Somehow, though, the gods were with us: there is no other explanation. How else was it possible that in this tortured, vanquished city of three million souls, we found the assistant of Professor Hugo Blaschke, Hitler’s dentist?

This is a subplot in its own right, but perhaps not a subplot because those develop at least to some extent in accordance with the laws of logic. This developed against all logic, an enigmatic succession of strokes of luck smoothing the path of people bent on affirming the truth.

That captured Ford 8 saloon, with our driver Sergey at the wheel, drove for many hours through the streets of Berlin that day. Here I have him, in a photo I have kept, Sergey from Siberia, a big lad who said little, lounging against the car he pulled out of a ditch. He had painted it himself, black, with its mounds and clearings on the bodywork, and now it bumped its way down barely passable streets strewn with masonry from collapsed houses, sometimes braking, sometimes roaring away and racing along highways cleared of debris.

We stopped beside a functioning hospital and asked the doctor in charge – who had looked after Hitler’s teeth? He did not know. Of those who treated Hitler, the doctor could give the name only of the internationally renowned laryngologist Carl von Eicken, who headed the Charité clinic. ‘Is he in Berlin?’ That the doctor could not say.

The road signs attached to lamp posts had been flattened along with the lamp posts. It was impossible to navigate using our map of the city. More than once that day, pedestrians told us how to get to this or that street. The Berlin youngsters who willingly clambered into the car to show us the way had no idea of the historic adventure in which they were bit players.

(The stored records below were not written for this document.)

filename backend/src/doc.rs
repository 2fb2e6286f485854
//! OpenAPI documentation configuration.
//!
//! [`ApiDoc`] registers every HTTP endpoint of the inbound layer, the schema
//! wrappers for domain types and the session cookie security scheme. The
//! document backs Swagger UI in debug builds and is exported by the
//! `openapi-dump` binary.

use crate::inbound::http::pets::{AgeInput, PetListResponse, PetRequest, PetResponse};
use crate::inbound::http::profile::{ProfileUpdateRequest, ProfileUpdateResponse};
use crate::inbound::http::schemas::{ErrorCodeSchema, ErrorSchema, SpeciesSchema, UserSchema};
use crate::inbound::http::users::{LoginRequest, RegisterRequest};
use utoipa::openapi::security::{ApiKey, ApiKeyValue, SecurityScheme};
use utoipa::{Modify, OpenApi};

/// Enrich the generated document with the session cookie security scheme.
struct SecurityAddon;

impl Modify for SecurityAddon {
    fn modify(&self, openapi: &mut utoipa::openapi::OpenApi) {
        let components = openapi
            .components
            .get_or_insert_with(utoipa::openapi::Components::default);

        components.add_security_scheme(
            "SessionCookie",
            SecurityScheme::ApiKey(ApiKey::Cookie(ApiKeyValue::with_description(
                "session",
                "Session cookie issued by POST /api/v1/login.",
            ))),
        );
    }
}

/// OpenAPI document for the REST API.
#[derive(OpenApi)]
#[openapi(
    modifiers(&SecurityAddon),
    info(
        title = "Pet registry API",
        description = "Session-authenticated registry of pets owned by users, with search, facets and owner-only mutation.",
        license(
            name = "Apache-2.0",
            url = "https://www.apache.org/licenses/LICENSE-2.0.html"
        )
    ),
    servers(
        (url = "/", description = "Relative to the deployment base URL")
    ),
    security(("SessionCookie" = [])),
    paths(
        crate::inbound::http::users::register,
        crate::inbound::http::users::login,
        crate::inbound::http::users::logout,
        crate::inbound::http::profile::get_profile,
        crate::inbound::http::profile::update_profile,
        crate::inbound::http::profile::delete_profile,
        crate::inbound::http::pets::list_pets,
        crate::inbound::http::pets::get_pet,
        crate::inbound::http::pets::create_pet,
        crate::inbound::http::pets::update_pet,
        crate::inbound::http::pets::delete_pet,
        crate::inbound::http::breeds::list_breeds,
        crate::inbound::http::health::ready,
        crate::inbound::http::health::live,
    ),
    components(schemas(
        UserSchema,
        ErrorSchema,
        ErrorCodeSchema,
        SpeciesSchema,
        RegisterRequest,
        LoginRequest,
        ProfileUpdateRequest,
        ProfileUpdateResponse,
        AgeInput,
        PetRequest,
        PetResponse,
        PetListResponse,
    )),
    tags(
        (name = "users", description = "Registration and sessions"),
        (name = "profile", description = "The caller's own account"),
        (name = "pets", description = "Pet records"),
        (name = "breeds", description = "Breed suggestions"),
        (name = "health", description = "Endpoints for health checks")
    )
)]
pub struct ApiDoc;
//! Offset pagination primitives shared by listing endpoints.
//!
//! A listing is described by a [`PageWindow`]: the requested page, the fixed
//! page size and the number of items matching the active filter. The window
//! knows how many pages exist, which slice of the ordered result set the
//! requested page covers and whether the request points past the last page
//! and must be redirected.
//!
//! # Example
//!
//! ```
//! use pagination::{PageNumber, PagePlacement, PageSize, PageWindow};
//!
//! let size = PageSize::new(6).expect("non-zero size");
//! let window = PageWindow::new(PageNumber::new(4).expect("page"), size, 13);
//!
//! assert_eq!(window.total_pages(), 3);
//! assert_eq!(
//!     window.placement(),
//!     PagePlacement::Beyond { last: PageNumber::new(3).expect("page") },
//! );
//! ```

use std::fmt;
use std::num::NonZeroU32;
use std::str::FromStr;

use serde::{Deserialize, Serialize};
use thiserror::Error;
use url::form_urlencoded;

/// Query parameter carrying the page number.
pub const PAGE_PARAM: &str = "page";

/// Errors raised when parsing pagination input.
#[derive(Debug, Clone, PartialEq, Eq, Error)]
pub enum PageError {
    /// The value is not a whole number.
    #[error("page must be a whole number, got '{value}'")]
    NotANumber {
        /// The rejected input.
        value: String,
    },
    /// Pages are numbered from one.
    #[error("page numbers start at 1")]
    Zero,
}

/// One-based page number.
#[derive(Debug, Clone, Copy, PartialEq, Eq, PartialOrd, Ord, Hash, Serialize, Deserialize)]
#[serde(transparent)]
pub struct PageNumber(NonZeroU32);

impl PageNumber {
    /// The first page.
    pub const FIRST: Self = Self(NonZeroU32::MIN);

    /// Build a page number, rejecting zero.
    ///
    /// # Errors
    ///
    /// Returns [`PageError::Zero`] when `value` is zero.
    pub const fn new(value: u32) -> Result<Self, PageError> {
        match NonZeroU32::new(value) {
            Some(page) => Ok(Self(page)),
            None => Err(PageError::Zero),
        }
    }

    /// Raw page number.
    #[must_use]
    pub const fn get(self) -> u32 {
        self.0.get()
    }
}

impl Default for PageNumber {
    fn default() -> Self {
        Self::FIRST
    }
}

impl fmt::Display for PageNumber {
    fn fmt(&self, f: &mut fmt::Formatter<'_>) -> fmt::Result {
        write!(f, "{}", self.0)
    }
}

impl FromStr for PageNumber {
    type Err = PageError;

    fn from_str(s: &str) -> Result<Self, Self::Err> {
        let value = s
            .trim()
            .parse::<u32>()
            .map_err(|_| PageError::NotANumber {
                value: s.to_owned(),
            })?;
        Self::new(value)
    }
}

/// Number of items shown per page.
#[derive(Debug, Clone, Copy, PartialEq, Eq, Hash, Serialize, Deserialize)]
#[serde(transparent)]
pub struct PageSize(NonZeroU32);

impl PageSize {
    /// Build a page size, rejecting zero.
    #[must_use]
    pub const fn new(value: u32) -> Option<Self> {
        match NonZeroU32::new(value) {
            Some(size) => Some(Self(size)),
            None => None,
        }
    }

    /// Raw page size.
    #[must_use]
    pub const fn get(self) -> u32 {
        self.0.get()
    }
}

/// Where a requested page falls relative to the available pages.
#[derive(Debug, Clone, Copy, PartialEq, Eq)]
pub enum PagePlacement {
    /// The page exists, or there are no results at all and the first page
    /// renders empty.
    InRange,
    /// The page lies past the last page holding results.
    Beyond {
        /// The last page that holds results.
        last: PageNumber,
    },
}

/// A requested page resolved against the size of the filtered result set.
#[derive(Debug, Clone, Copy, PartialEq, Eq, Serialize)]
#[serde(rename_all = "camelCase")]
pub struct PageWindow {
    page: PageNumber,
    page_size: PageSize,
    total_items: u64,
    total_pages: u32,
}

impl PageWindow {
    /// Resolve `page` against `total_items` matching records.
    ///
    /// An empty result set still reports one (empty) page.
    #[must_use]
    pub fn new(page: PageNumber, page_size: PageSize, total_items: u64) -> Self {
        let pages = total_items.div_ceil(u64::from(page_size.get())).max(1);
        let total_pages = u32::try_from(pages).unwrap_or(u32::MAX);
        Self {
            page,
            page_size,
            total_items,
            total_pages,
        }
    }

    /// The requested page.
    #[must_use]
    pub const fn page(&self) -> PageNumber {
        self.page
    }

    /// Items per page.
    #[must_use]
    pub const fn page_size(&self) -> PageSize {
        self.page_size
    }

    /// Number of items matching the filter.
    #[must_use]
    pub const fn total_items(&self) -> u64 {
        self.total_items
    }

    /// Number of pages, never less than one.
    #[must_use]
    pub const fn total_pages(&self) -> u32 {
        self.total_pages
    }

    /// Items to skip before the requested page.
    #[must_use]
    pub fn offset(&self) -> u64 {
        u64::from(self.page.get() - 1) * u64::from(self.page_size.get())
    }

    /// Maximum number of items on the requested page.
    #[must_use]
    pub const fn limit(&self) -> u32 {
        self.page_size.get()
    }

    /// Classify the requested page.
    ///
    /// Requests past the end only redirect when results exist; an empty
    /// result set renders as a single empty page.
    #[must_use]
    pub fn placement(&self) -> PagePlacement {
        if self.total_items > 0 && self.page.get() > self.total_pages {
            match PageNumber::new(self.total_pages) {
                Ok(last) => PagePlacement::Beyond { last },
                Err(_) => PagePlacement::InRange,
            }
        } else {
            PagePlacement::InRange
        }
    }
}

/// Build a relative link to `page` of a listing at `path`, keeping the
/// supplied filter parameters.
///
/// Empty filter values are dropped so links stay canonical.
///
/// # Example
///
/// ```
/// use pagination::{PageNumber, page_href};
///
/// let page = PageNumber::new(2).expect("page");
/// let href = page_href("/api/v1/pets", &[("q", "golden retriever"), ("type", "")], page);
/// assert_eq!(href, "/api/v1/pets?q=golden+retriever&page=2");
/// ```
#[must_use]
pub fn page_href(path: &str, filters: &[(&str, &str)], page: PageNumber) -> String {
    let mut query = form_urlencoded::Serializer::new(String::new());
    for (key, value) in filters.iter().filter(|(_, value)| !value.is_empty()) {
        query.append_pair(key, value);
    }
    query.append_pair(PAGE_PARAM, &page.to_string());
    format!("{path}?{}", query.finish())
}

#[cfg(test)]
mod tests {
    use rstest::rstest;

    use super::*;

    fn page(value: u32) -> PageNumber {
        PageNumber::new(value).expect("non-zero page")
    }

    fn six() -> PageSize {
        PageSize::new(6).expect("non-zero size")
    }

    #[rstest]
    #[case(0, 1)]
    #[case(1, 1)]
    #[case(6, 1)]
    #[case(7, 2)]
    #[case(12, 2)]
    #[case(13, 3)]
    fn total_pages_rounds_up_with_floor_of_one(#[case] items: u64, #[case] expected: u32) {
        assert_eq!(PageWindow::new(page(1), six(), items).total_pages(), expected);
    }

    #[rstest]
    #[case(1, 0)]
    #[case(2, 6)]
    #[case(5, 24)]
    fn offset_skips_previous_pages(#[case] requested: u32, #[case] expected: u64) {
        assert_eq!(PageWindow::new(page(requested), six(), 100).offset(), expected);
    }

    #[test]
    fn stale_page_redirects_to_last_page() {
        let window = PageWindow::new(page(3), six(), 12);
        assert_eq!(window.placement(), PagePlacement::Beyond { last: page(2) });
    }

    #[rstest]
    #[case::last_page(2, 12)]
    #[case::empty_result_set(4, 0)]
    #[case::first_page(1, 1)]
    fn pages_within_range_render(#[case] requested: u32, #[case] items: u64) {
        let window = PageWindow::new(page(requested), six(), items);
        assert_eq!(window.placement(), PagePlacement::InRange);
    }

    #[rstest]
    #[case("1", Ok(1))]
    #[case(" 12 ", Ok(12))]
    #[case("0", Err(PageError::Zero))]
    #[case("-1", Err(PageError::NotANumber { value: "-1".to_owned() }))]
    #[case("two", Err(PageError::NotANumber { value: "two".to_owned() }))]
    fn parses_page_numbers(#[case] input: &str, #[case] expected: Result<u32, PageError>) {
        let parsed = input.parse::<PageNumber>().map(PageNumber::get);
        assert_eq!(parsed, expected);
    }

    #[test]
    fn page_href_preserves_filters() {
        let href = page_href("/pets", &[("q", "a&b"), ("type", "CAT")], page(3));
        assert_eq!(href, "/pets?q=a%26b&type=CAT&page=3");
    }

    #[test]
    fn window_serialises_in_camel_case() {
        let window = PageWindow::new(page(2), six(), 7);
        let json = serde_json::to_value(window).expect("serialise window");
        assert_eq!(
            json,
            serde_json::json!({"page": 2, "pageSize": 6, "totalItems": 7, "totalPages": 2})
        );
    }
}
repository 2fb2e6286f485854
//! Inbound adapters that translate external requests into domain service
//! calls while keeping framework details at the edge.
//!
//! HTTP handlers live under [`http`].

pub mod http;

Finally, our quest led us to the Charité university clinic. Its buildings had quaint, coloured stripes painted on them as camouflage against air attack. We drove to the ear, nose and throat department. Here the hospital had mainly civilian patients. It was located in a basement, where dim lamps flickered under low vaulted ceilings. Nurses in grey, with white headscarves bearing a red cross in the middle, looked exhausted as, sternly and silently, they went about their duties. Wounded patients were being carried on stretchers.

Because the wounded in this gloomy, cramped basement were nonmilitary, the brutality of the war that had come to an end yesterday was starkly in evidence. And it was here that we found Professor von Eicken, tall, old and thin. Working in dreadful conditions, he did not leave his post in the days of danger and tragedy, did not flee from Berlin before the surrender, no matter how forcefully he was urged to, and, taking their cue from him, all the other staff stayed too. He conducted us to his clinic, also painted in camouflage colours and still empty, and there in his office we had an unhurried conversation.

Yes, he had had occasion to provide medical care to Reich Chancellor Hitler when he had a throat ailment back in 1935. After the attempt on Hitler’s life in July 1944, Eicken had again treated him because his eardrums were damaged when the bomb exploded and he had significant hearing loss. His hearing gradually returned and there had been no need to operate.

Of Hitler’s personal physicians, Eicken was able to name Professor Theodor Morell. He, we knew, had been sent to Berchtesgaden, where the Führer was intending to go himself before the worsening situation obliged him to abandon the plan. The dentist in the Reich Chancellery was, Eicken believed, also Hitler’s personal physician, but he did not know the man’s name. That was our man.